Extracellular Ca2+ is a danger signal activating the NLRP3 inflammasome through G protein-coupled calcium sensing receptors

Activation of the NLRP3 inflammasome enables monocytes and macrophages to release high levels of interleukin-1β during inflammatory responses. Concentrations of extracellular calcium can increase at sites of infection, inflammation or cell activation. Here we show that increased extracellular calcium activates the NLRP3 inflammasome via stimulation of G protein-coupled calcium sensing receptors. Activation is mediated by signalling through the calcium-sensing receptor and GPRC6A via the phosphatidyl inositol/Ca 2+ pathway. The resulting increase in the intracellular calcium concentration triggers inflammasome assembly and Caspase-1 activation. We identified necrotic cells as one source for excess extracellular calcium triggering this activation. In vivo , increased calcium concentrations can amplify the inflammatory response in the mouse model of carrageenan-induced footpad swelling, and this effect was inhibited in GPRC6A −/− mice.
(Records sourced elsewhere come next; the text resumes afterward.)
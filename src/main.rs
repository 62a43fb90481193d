use log::LevelFilter;
use log4rs::append::console::{ConsoleAppender, Target};
use log4rs::config::{Appender, Root};
use log4rs::encode::pattern::PatternEncoder;
use std::error::Error;
use subnet_resolver::config::{Config, OutputFormat};
use subnet_resolver::output::{print_json, print_summary};
use subnet_resolver::{inventory, SubnetResolver};

const LOG_CONFIG_FILE: &str = "log4rs.yml";

fn main() -> Result<(), Box<dyn Error>> {
    // Do as little as possible in main.rs as it can't contain any tests
    init_logging()?;
    dotenv::dotenv().ok();
    log::info!("#Start main()");

    let config = Config::from_env()?;
    log::debug!("Config: {:?}", config);

    let resolver = SubnetResolver::new(inventory::from_source(&config.source)?);
    match config.output {
        OutputFormat::Json => print_json(&resolver.get_subnets(&config.query)?)?,
        OutputFormat::Summary => {
            print_summary(&resolver.aggregate(&config.query)?, &config.query.purpose)?
        }
    }

    Ok(())
}

/// Use `log4rs.yml` when present, else log INFO and above to stderr.
fn init_logging() -> Result<(), Box<dyn Error>> {
    if std::path::Path::new(LOG_CONFIG_FILE).exists() {
        log4rs::init_file(LOG_CONFIG_FILE, Default::default())?;
        return Ok(());
    }
    let stderr = ConsoleAppender::builder()
        .target(Target::Stderr)
        .encoder(Box::new(PatternEncoder::new(
            "{d(%H:%M:%S)} {h({l:5})} {t} - {m}{n}",
        )))
        .build();
    let config = log4rs::Config::builder()
        .appender(Appender::builder().build("stderr", Box::new(stderr)))
        .build(Root::builder().appender("stderr").build(LevelFilter::Info))?;
    log4rs::init_config(config)?;
    Ok(())
}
Our results demonstrate that G-protein-coupled receptors can activate the inflammasome, and indicate that increased extracellular calcium has a role as a danger signal and amplifier of inflammation. Levels of extracellular calcium can increase at sites of infection and inflammation; however, the physiological significance of this has been unclear. This work shows that extracellular calcium acts as a danger signal, triggering the NLRP3 inflammasome via two G protein-coupled receptors.